▶ **TASK ITEM**
Every line of the records that contains the string "XMPP" counts once; give the total and nothing else.

▶ **PROVIDED ENTRIES**
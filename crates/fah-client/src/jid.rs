//! XMPP addresses (`local@domain/resource`)

use std::fmt;
use std::str::FromStr;

use serde::{Deserialize, Serialize};

use crate::error::ClientError;

/// An XMPP address as used by the SysAP
#[derive(Debug, Clone, PartialEq, Eq, Hash, Serialize, Deserialize)]
#[serde(try_from = "String", into = "String")]
pub struct Jid {
    local: Option<String>,
    domain: String,
    resource: Option<String>,
}

impl Jid {
    /// The SysAP's RPC endpoint in a domain (`mrha@<domain>/rpc`)
    pub fn rpc_endpoint(domain: &str) -> Self {
        Self {
            local: Some("mrha".to_string()),
            domain: domain.to_string(),
            resource: Some("rpc".to_string()),
        }
    }

    /// The part before `@`, used as XMPP login name
    pub fn local(&self) -> Option<&str> {
        self.local.as_deref()
    }

    pub fn domain(&self) -> &str {
        &self.domain
    }

    pub fn resource(&self) -> Option<&str> {
        self.resource.as_deref()
    }
}

impl FromStr for Jid {
    type Err = ClientError;

    fn from_str(s: &str) -> Result<Self, Self::Err> {
        let invalid = || ClientError::InvalidJid(s.to_string());

        let (bare, resource) = match s.split_once('/') {
            Some((bare, resource)) if !resource.is_empty() => (bare, Some(resource.to_string())),
            Some(_) => return Err(invalid()),
            None => (s, None),
        };

        let (local, domain) = match bare.split_once('@') {
            Some((local, domain)) if !local.is_empty() => (Some(local.to_string()), domain),
            Some(_) => return Err(invalid()),
            None => (None, bare),
        };

        if domain.is_empty() || domain.contains('@') {
            return Err(invalid());
        }

        Ok(Self {
            local,
            domain: domain.to_string(),
            resource,
        })
    }
}

impl TryFrom<String> for Jid {
    type Error = ClientError;

    fn try_from(value: String) -> Result<Self, Self::Error> {
        value.parse()
    }
}

impl From<Jid> for String {
    fn from(jid: Jid) -> Self {
        jid.to_string()
    }
}

impl fmt::Display for Jid {
    fn fmt(&self, f: &mut fmt::Formatter<'_>) -> fmt::Result {
        if let Some(local) = &self.local {
            write!(f, "{}@", local)?;
        }
        f.write_str(&self.domain)?;
        if let Some(resource) = &self.resource {
            write!(f, "/{}", resource)?;
        }
        Ok(())
    }
}

#[cfg(test)]
mod tests {
    use super::*;

    #[test]
    fn test_parse_full_jid() {
        let jid: Jid = "6b2f0e7c-a9e1@busch-jaeger.de/rpc".parse().unwrap();
        assert_eq!(jid.local(), Some("6b2f0e7c-a9e1"));
        assert_eq!(jid.domain(), "busch-jaeger.de");
        assert_eq!(jid.resource(), Some("rpc"));
        assert_eq!(jid.to_string(), "6b2f0e7c-a9e1@busch-jaeger.de/rpc");
    }

    #[test]
    fn test_parse_bare_and_domain_only() {
        let bare: Jid = "installer@busch-jaeger.de".parse().unwrap();
        assert_eq!(bare.local(), Some("installer"));
        assert!(bare.resource().is_none());

        let domain: Jid = "busch-jaeger.de".parse().unwrap();
        assert!(domain.local().is_none());
        assert_eq!(domain.to_string(), "busch-jaeger.de");
    }

    #[test]
    fn test_parse_invalid() {
        for input in ["", "@busch-jaeger.de", "user@", "user@a@b", "user@domain/"] {
            assert!(
                matches!(input.parse::<Jid>(), Err(ClientError::InvalidJid(_))),
                "{input}"
            );
        }
    }

    #[test]
    fn test_rpc_endpoint() {
        assert_eq!(
            Jid::rpc_endpoint("busch-jaeger.de").to_string(),
            "mrha@busch-jaeger.de/rpc"
        );
    }
}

▶ **EXERCISE ANSWER**
3